Dataset entries:

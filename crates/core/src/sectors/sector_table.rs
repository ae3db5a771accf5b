use std::collections::HashMap;

use log::{debug, warn};

use super::sector_key::normalize_sector_key;
use super::{RevenueMultiple, SectorMatch, SectorMultiple, SectorResolution};
use crate::errors::{Error, Result};

/// Read-only sector lookup table, built once from configuration.
#[derive(Debug, Clone)]
pub struct SectorTable {
    entries: Vec<SectorMultiple>,
    exact: HashMap<String, usize>,
    normalized: HashMap<String, usize>,
    aliases: HashMap<String, usize>,
    revenue_multiples: HashMap<String, RevenueMultiple>,
    default_index: usize,
}

impl SectorTable {
    /// Builds the table and validates every entry.
    ///
    /// Fails when keys collide after normalization, when multiples are not
    /// positive and ordered `min <= base <= max`, or when the default sector
    /// has no EBITDA or revenue entry.
    pub fn new(
        sectors: Vec<SectorMultiple>,
        revenue_multiples: Vec<RevenueMultiple>,
        default_sector: &str,
    ) -> Result<Self> {
        let mut exact = HashMap::with_capacity(sectors.len());
        let mut normalized = HashMap::with_capacity(sectors.len());
        let mut aliases = HashMap::new();

        for (index, entry) in sectors.iter().enumerate() {
            validate_band(
                &entry.key,
                entry.min_multiple,
                entry.base_multiple,
                entry.max_multiple,
            )?;
            if exact.insert(entry.key.clone(), index).is_some() {
                return Err(Error::InvalidConfigValue(format!(
                    "duplicate sector key '{}'",
                    entry.key
                )));
            }
            if normalized
                .insert(normalize_sector_key(&entry.key), index)
                .is_some()
            {
                return Err(Error::InvalidConfigValue(format!(
                    "sector key '{}' collides with another key after normalization",
                    entry.key
                )));
            }
            for alias in &entry.aliases {
                if let Some(previous) = aliases.insert(normalize_sector_key(alias), index) {
                    if previous != index {
                        return Err(Error::InvalidConfigValue(format!(
                            "alias '{}' is claimed by both '{}' and '{}'",
                            alias, sectors[previous].key, entry.key
                        )));
                    }
                }
            }
        }

        let default_index = *exact.get(default_sector).ok_or_else(|| {
            Error::InvalidConfigValue(format!(
                "default sector '{}' is not in the sector table",
                default_sector
            ))
        })?;

        let mut revenue_by_sector = HashMap::with_capacity(revenue_multiples.len());
        for entry in revenue_multiples {
            validate_band(
                &entry.sector,
                entry.min_multiple,
                entry.base_multiple,
                entry.max_multiple,
            )?;
            if !exact.contains_key(&entry.sector) {
                return Err(Error::InvalidConfigValue(format!(
                    "revenue multiple refers to unknown sector '{}'",
                    entry.sector
                )));
            }
            if let Some(dup) = revenue_by_sector.insert(entry.sector.clone(), entry) {
                return Err(Error::InvalidConfigValue(format!(
                    "duplicate revenue multiple for sector '{}'",
                    dup.sector
                )));
            }
        }
        if !revenue_by_sector.contains_key(default_sector) {
            return Err(Error::InvalidConfigValue(format!(
                "default sector '{}' has no revenue multiple",
                default_sector
            )));
        }

        Ok(Self {
            entries: sectors,
            exact,
            normalized,
            aliases,
            revenue_multiples: revenue_by_sector,
            default_index,
        })
    }

    /// Resolves a sector key: exact match, then normalized key, then alias,
    /// then the default entry.
    pub fn resolve(&self, sector_key: &str) -> SectorResolution {
        let (index, matched_by) = if let Some(&i) = self.exact.get(sector_key) {
            (i, SectorMatch::Exact)
        } else {
            let key = normalize_sector_key(sector_key);
            if let Some(&i) = self.normalized.get(&key) {
                (i, SectorMatch::Normalized)
            } else if let Some(&i) = self.aliases.get(&key) {
                (i, SectorMatch::Alias)
            } else {
                warn!(
                    "Sector '{}' not recognized; falling back to '{}'",
                    sector_key, self.entries[self.default_index].key
                );
                (self.default_index, SectorMatch::Default)
            }
        };

        let entry = self.entries[index].clone();
        debug!("Resolved sector '{}' to '{}' ({:?})", sector_key, entry.key, matched_by);

        SectorResolution {
            requested_key: sector_key.to_string(),
            entry,
            matched_by,
            recognized: matched_by != SectorMatch::Default,
        }
    }

    /// Revenue multiple for a canonical sector key, or the default sector's.
    pub fn revenue_multiple_for(&self, sector_key: &str) -> &RevenueMultiple {
        self.revenue_multiples
            .get(sector_key)
            .unwrap_or_else(|| &self.revenue_multiples[&self.default_entry().key])
    }

    pub fn default_entry(&self) -> &SectorMultiple {
        &self.entries[self.default_index]
    }

    pub fn entries(&self) -> &[SectorMultiple] {
        &self.entries
    }
}

fn validate_band(key: &str, min: f64, base: f64, max: f64) -> Result<()> {
    let finite = min.is_finite() && base.is_finite() && max.is_finite();
    if !finite || min <= 0.0 || min > base || base > max {
        return Err(Error::InvalidConfigValue(format!(
            "multiples for '{}' must satisfy 0 < min <= base <= max (got {} / {} / {})",
            key, min, base, max
        )));
    }
    Ok(())
}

● **Task goal**:
Scan the data above for the string "recognized". Copy every line in which it appears.

● **Answer to the problem**:
                    "Sector '{}' not recognized; falling back to '{}'",
            recognized: matched_by != SectorMatch::Default,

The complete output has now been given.